▼
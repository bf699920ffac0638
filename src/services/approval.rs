//! Approval queue and review actions.

use crate::CONSOLE_ROLES;
use crate::auth::AuthenticatedUser;
use crate::domain::qc_record::{QcFormRecord, RecordStatus, filter_pending};
use crate::domain::types::RecordId;
use crate::dto::qc::ApprovalPageData;
use crate::forms::qc_record::{ApproveForm, NotesForm, RejectForm, Rejection};
use crate::forms::optional_text;
use crate::repository::{QcRecordReader, QcRecordWriter, RecordListQuery};
use crate::services::{ServiceResult, ensure_role, log_failure};

/// Records awaiting review, oldest submission first.
pub async fn approval_queue<R>(repo: &R, user: &AuthenticatedUser) -> ServiceResult<ApprovalPageData>
where
    R: QcRecordReader + ?Sized,
{
    ensure_role(user, CONSOLE_ROLES)?;

    let records = repo
        .list_records(RecordListQuery::new().status(RecordStatus::Submitted))
        .await
        .map_err(log_failure("load the approval queue"))?;

    // The status endpoint is trusted only as a hint.
    let mut records = filter_pending(records);
    records.sort_by(|a, b| a.display_date().cmp(&b.display_date()));

    Ok(ApprovalPageData { records })
}

pub async fn approve<R>(
    repo: &R,
    user: &AuthenticatedUser,
    record_id: i64,
    form: ApproveForm,
) -> ServiceResult<QcFormRecord>
where
    R: QcRecordWriter + ?Sized,
{
    ensure_role(user, CONSOLE_ROLES)?;

    let id = RecordId::new(record_id)?;
    if let Some(notes) = optional_text(form.notes) {
        repo.update_record_notes(id, &notes)
            .await
            .map_err(log_failure("save review notes"))?;
    }
    let record = repo
        .approve_record(id, form.result)
        .await
        .map_err(log_failure("approve the record"))?;

    log::info!("Record {id} approved by {} as {}", user.username, form.result);
    Ok(record)
}

pub async fn reject<R>(
    repo: &R,
    user: &AuthenticatedUser,
    record_id: i64,
    form: RejectForm,
) -> ServiceResult<QcFormRecord>
where
    R: QcRecordWriter + ?Sized,
{
    ensure_role(user, CONSOLE_ROLES)?;

    let id = RecordId::new(record_id)?;
    let rejection = Rejection::try_from(form)?;
    if let Some(notes) = &rejection.notes {
        repo.update_record_notes(id, notes)
            .await
            .map_err(log_failure("save review notes"))?;
    }
    let record = repo
        .reject_record(id, &rejection.reason, rejection.result)
        .await
        .map_err(log_failure("reject the record"))?;

    log::info!("Record {id} rejected by {}: {}", user.username, rejection.reason);
    Ok(record)
}

pub async fn update_notes<R>(
    repo: &R,
    user: &AuthenticatedUser,
    record_id: i64,
    form: NotesForm,
) -> ServiceResult<QcFormRecord>
where
    R: QcRecordWriter + ?Sized,
{
    ensure_role(user, CONSOLE_ROLES)?;

    repo.update_record_notes(RecordId::new(record_id)?, form.notes.trim())
        .await
        .map_err(log_failure("update record notes"))
}
//! HTTP handlers and the helpers they share.
//!
//! Handlers stay thin: extract, call a service, then render or redirect.
//! Every user-facing message is a catalog key translated with the visitor's
//! language preference.

use actix_session::Session;
use actix_web::HttpResponse;
use actix_web::http::StatusCode;
use actix_web::http::header::{self, ContentDisposition, DispositionParam, DispositionType};
use actix_web_flash_messages::{FlashMessage, IncomingFlashMessages, Level};
use serde::Serialize;
use tera::{Context, Tera};

use crate::auth::AuthenticatedUser;
use crate::domain::preferences::{Language, UiPreferences};
use crate::domain::user::Role;
use crate::dto::qc::ExportFile;
use crate::i18n::{catalog_map, translate};
use crate::models::config::ServerConfig;
use crate::services::{ServiceError, ServiceResult};

pub mod approvals;
pub mod auth;
pub mod dashboard;
pub mod master_data;
pub mod operator;
pub mod records;
pub mod settings;
pub mod templates;
pub mod users;

const PREFERENCES_KEY: &str = "prefs";
/// Sign-in page after the backend refused our token.
pub const EXPIRED_LOGIN: &str = "/login?expired=1";

pub fn alert_level_to_str(level: &Level) -> &'static str {
    match level {
        Level::Error => "danger",
        Level::Warning => "warning",
        Level::Success => "success",
        _ => "info",
    }
}

pub fn render_template(tera: &Tera, template: &str, context: &Context) -> HttpResponse {
    render_with_status(tera, template, context, StatusCode::OK)
}

pub fn render_with_status(
    tera: &Tera,
    template: &str,
    context: &Context,
    status: StatusCode,
) -> HttpResponse {
    match tera.render(template, context) {
        Ok(body) => HttpResponse::build(status)
            .content_type("text/html; charset=utf-8")
            .body(body),
        Err(e) => {
            log::error!("Failed to render template '{template}': {e}");
            HttpResponse::InternalServerError().finish()
        }
    }
}

pub fn redirect(location: &str) -> HttpResponse {
    HttpResponse::SeeOther()
        .insert_header((header::LOCATION, location))
        .finish()
}

/// Preferences of this browser session; defaults when none were saved.
pub fn preferences(session: &Session) -> UiPreferences {
    session
        .get::<UiPreferences>(PREFERENCES_KEY)
        .unwrap_or_else(|e| {
            log::warn!("Discarding unreadable preferences: {e}");
            None
        })
        .unwrap_or_default()
}

pub fn store_preferences(session: &Session, prefs: &UiPreferences) {
    if let Err(e) = session.insert(PREFERENCES_KEY, prefs) {
        log::error!("Failed to store preferences: {e}");
    }
}

#[derive(Serialize)]
struct CurrentUser<'a> {
    name: &'a str,
    username: &'a str,
    role: Role,
    is_admin: bool,
    can_review: bool,
}

/// Context shared by every page: alerts, user, catalog and UI settings.
pub fn base_context(
    flash_messages: &IncomingFlashMessages,
    user: Option<&AuthenticatedUser>,
    current_page: &str,
    prefs: &UiPreferences,
    config: &ServerConfig,
) -> Context {
    let alerts = flash_messages
        .iter()
        .map(|f| (f.content(), alert_level_to_str(&f.level())))
        .collect::<Vec<_>>();

    let mut context = Context::new();
    context.insert("alerts", &alerts);
    if let Some(user) = user {
        context.insert(
            "current_user",
            &CurrentUser {
                name: &user.name,
                username: &user.username,
                role: user.role,
                is_admin: user.role == Role::Admin,
                can_review: user.role.can_review(),
            },
        );
    }
    context.insert("current_page", current_page);
    context.insert("t", &catalog_map(prefs.language));
    context.insert("lang", prefs.language.code());
    context.insert("theme", &prefs.theme);
    context.insert("sidebar_collapsed", &prefs.sidebar_collapsed);
    context.insert("show_tour", &prefs.show_tour(current_page));
    context.insert("search_debounce_ms", &config.search_debounce_ms);
    context
}

pub fn flash_success(lang: Language, key: &str) {
    FlashMessage::success(translate(lang, key)).send();
}

pub fn flash_error(lang: Language, key: &str) {
    FlashMessage::error(translate(lang, key)).send();
}

/// Flashes `success_key` and redirects to `back`, or reports the failure.
pub fn action_result<T>(
    result: ServiceResult<T>,
    lang: Language,
    success_key: &str,
    back: &str,
) -> HttpResponse {
    match result {
        Ok(_) => {
            flash_success(lang, success_key);
            redirect(back)
        }
        Err(err) => action_error(err, lang, back),
    }
}

/// Flashes the failure of a POST action and redirects.
pub fn action_error(err: ServiceError, lang: Language, back: &str) -> HttpResponse {
    match err {
        ServiceError::Unauthorized => {
            flash_error(lang, "not_enough_rights");
            redirect("/na")
        }
        ServiceError::SessionExpired => {
            FlashMessage::warning(translate(lang, "session_expired")).send();
            redirect(EXPIRED_LOGIN)
        }
        ServiceError::Connection(_) => {
            flash_error(lang, "backend_unreachable");
            redirect(back)
        }
        ServiceError::Form(key) => {
            flash_error(lang, &key);
            redirect(back)
        }
        ServiceError::NotFound => {
            flash_error(lang, "not_found");
            redirect(back)
        }
        err => {
            log::error!("Request failed: {err}");
            flash_error(lang, "error_occurred");
            redirect(back)
        }
    }
}

/// Handles the failure of a page load.
///
/// Backend outages render the error page in place instead of redirecting,
/// since the target page would fail the same way.
pub fn page_error(
    err: ServiceError,
    tera: &Tera,
    mut context: Context,
    lang: Language,
    back: &str,
) -> HttpResponse {
    let (status, key) = match err {
        ServiceError::Connection(_) => (StatusCode::SERVICE_UNAVAILABLE, "backend_unreachable"),
        ServiceError::Repository(_) | ServiceError::Internal(_) => {
            log::error!("Page failed: {err}");
            (StatusCode::INTERNAL_SERVER_ERROR, "error_occurred")
        }
        other => return action_error(other, lang, back),
    };
    context.insert("error_message", translate(lang, key));
    context.insert("back_url", back);
    render_with_status(tera, "error.html", &context, status)
}

/// Sends a generated export as a download.
pub fn attachment(file: ExportFile) -> HttpResponse {
    HttpResponse::Ok()
        .content_type(file.content_type)
        .insert_header(ContentDisposition {
            disposition: DispositionType::Attachment,
            parameters: vec![DispositionParam::Filename(file.file_name)],
        })
        .body(file.bytes)
}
▲
- _WHAT THE TASK REQUIRES_: Working down the entries above, count each line in which "StatusCode" occurs, and state only the resulting number.

- _OUTPUT OF THE TASK_: 5